**Stored items**:
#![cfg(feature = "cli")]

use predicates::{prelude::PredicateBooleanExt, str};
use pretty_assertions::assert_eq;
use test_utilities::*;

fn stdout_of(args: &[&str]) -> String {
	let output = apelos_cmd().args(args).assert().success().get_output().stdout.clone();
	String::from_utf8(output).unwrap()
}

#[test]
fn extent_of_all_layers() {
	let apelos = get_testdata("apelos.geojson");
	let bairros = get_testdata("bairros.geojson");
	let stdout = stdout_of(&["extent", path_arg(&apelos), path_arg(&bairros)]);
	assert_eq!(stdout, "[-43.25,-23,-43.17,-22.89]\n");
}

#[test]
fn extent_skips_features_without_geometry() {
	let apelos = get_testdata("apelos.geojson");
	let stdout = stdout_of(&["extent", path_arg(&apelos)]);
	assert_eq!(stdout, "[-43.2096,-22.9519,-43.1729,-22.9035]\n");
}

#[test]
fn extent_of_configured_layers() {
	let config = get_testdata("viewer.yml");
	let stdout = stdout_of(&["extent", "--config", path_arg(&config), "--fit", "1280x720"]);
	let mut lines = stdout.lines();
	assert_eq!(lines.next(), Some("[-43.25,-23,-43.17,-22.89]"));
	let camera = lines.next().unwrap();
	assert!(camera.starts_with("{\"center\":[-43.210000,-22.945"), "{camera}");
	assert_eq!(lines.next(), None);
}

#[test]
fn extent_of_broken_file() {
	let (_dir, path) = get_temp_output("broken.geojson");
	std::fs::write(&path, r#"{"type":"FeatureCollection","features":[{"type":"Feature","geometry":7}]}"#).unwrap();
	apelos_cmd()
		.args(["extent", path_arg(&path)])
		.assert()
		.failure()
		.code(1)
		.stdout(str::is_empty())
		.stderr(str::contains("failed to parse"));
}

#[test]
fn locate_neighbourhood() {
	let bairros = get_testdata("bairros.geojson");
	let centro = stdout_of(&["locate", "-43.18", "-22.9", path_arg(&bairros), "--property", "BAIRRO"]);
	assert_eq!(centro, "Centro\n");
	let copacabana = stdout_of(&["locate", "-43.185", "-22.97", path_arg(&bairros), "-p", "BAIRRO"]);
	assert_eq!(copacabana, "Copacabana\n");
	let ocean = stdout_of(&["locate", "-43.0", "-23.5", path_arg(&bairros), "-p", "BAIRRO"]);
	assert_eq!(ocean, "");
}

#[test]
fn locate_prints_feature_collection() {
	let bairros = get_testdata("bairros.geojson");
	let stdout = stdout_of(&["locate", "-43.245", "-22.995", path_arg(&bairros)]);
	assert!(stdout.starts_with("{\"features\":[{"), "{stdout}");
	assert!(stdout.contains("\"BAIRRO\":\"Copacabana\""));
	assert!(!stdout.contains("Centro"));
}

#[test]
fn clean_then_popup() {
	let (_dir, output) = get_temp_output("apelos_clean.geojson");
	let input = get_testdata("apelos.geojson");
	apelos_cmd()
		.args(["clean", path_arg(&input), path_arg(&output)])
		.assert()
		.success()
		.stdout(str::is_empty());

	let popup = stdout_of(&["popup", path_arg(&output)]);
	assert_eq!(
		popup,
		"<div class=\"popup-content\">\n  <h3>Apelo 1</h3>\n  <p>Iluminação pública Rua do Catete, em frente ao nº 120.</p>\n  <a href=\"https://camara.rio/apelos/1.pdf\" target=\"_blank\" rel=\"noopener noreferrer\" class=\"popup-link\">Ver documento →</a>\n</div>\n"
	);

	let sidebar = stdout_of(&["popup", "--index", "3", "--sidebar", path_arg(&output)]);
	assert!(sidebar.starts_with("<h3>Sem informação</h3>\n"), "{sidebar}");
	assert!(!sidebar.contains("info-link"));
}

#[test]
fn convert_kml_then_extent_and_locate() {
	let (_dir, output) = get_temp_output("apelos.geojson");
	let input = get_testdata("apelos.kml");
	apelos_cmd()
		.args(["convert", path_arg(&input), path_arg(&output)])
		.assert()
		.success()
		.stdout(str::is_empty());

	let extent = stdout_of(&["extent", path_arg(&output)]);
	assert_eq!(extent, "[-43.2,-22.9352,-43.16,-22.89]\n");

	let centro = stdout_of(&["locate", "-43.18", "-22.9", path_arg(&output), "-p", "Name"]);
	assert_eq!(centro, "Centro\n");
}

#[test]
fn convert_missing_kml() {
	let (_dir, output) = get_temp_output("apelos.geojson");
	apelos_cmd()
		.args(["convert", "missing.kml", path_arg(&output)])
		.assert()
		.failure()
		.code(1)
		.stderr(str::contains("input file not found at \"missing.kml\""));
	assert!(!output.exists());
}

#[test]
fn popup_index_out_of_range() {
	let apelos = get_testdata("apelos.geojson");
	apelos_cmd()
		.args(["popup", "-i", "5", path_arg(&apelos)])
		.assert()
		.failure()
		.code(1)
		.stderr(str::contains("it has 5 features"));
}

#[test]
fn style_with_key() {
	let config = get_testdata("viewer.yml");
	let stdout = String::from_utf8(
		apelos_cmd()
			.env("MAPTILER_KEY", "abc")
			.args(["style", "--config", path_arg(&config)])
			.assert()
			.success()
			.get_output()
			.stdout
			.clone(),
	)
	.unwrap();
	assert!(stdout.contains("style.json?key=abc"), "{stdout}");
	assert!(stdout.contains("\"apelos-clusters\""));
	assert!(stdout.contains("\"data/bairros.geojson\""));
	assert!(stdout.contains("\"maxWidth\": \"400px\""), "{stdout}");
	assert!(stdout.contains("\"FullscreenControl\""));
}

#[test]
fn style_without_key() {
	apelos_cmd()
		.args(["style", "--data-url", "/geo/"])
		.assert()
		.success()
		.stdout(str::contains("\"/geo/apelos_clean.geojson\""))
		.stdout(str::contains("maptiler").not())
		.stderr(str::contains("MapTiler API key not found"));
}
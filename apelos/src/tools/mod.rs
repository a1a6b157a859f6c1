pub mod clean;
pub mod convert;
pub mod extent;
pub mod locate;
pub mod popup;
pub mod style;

**WHAT IS REQUIRED**: Your reply should be a verbatim retyping of the lines from the one that holds "pub mod extent;" through the last line of the entries.

**WRITTEN ANSWER**:
pub mod extent;
pub mod locate;
pub mod popup;
pub mod style;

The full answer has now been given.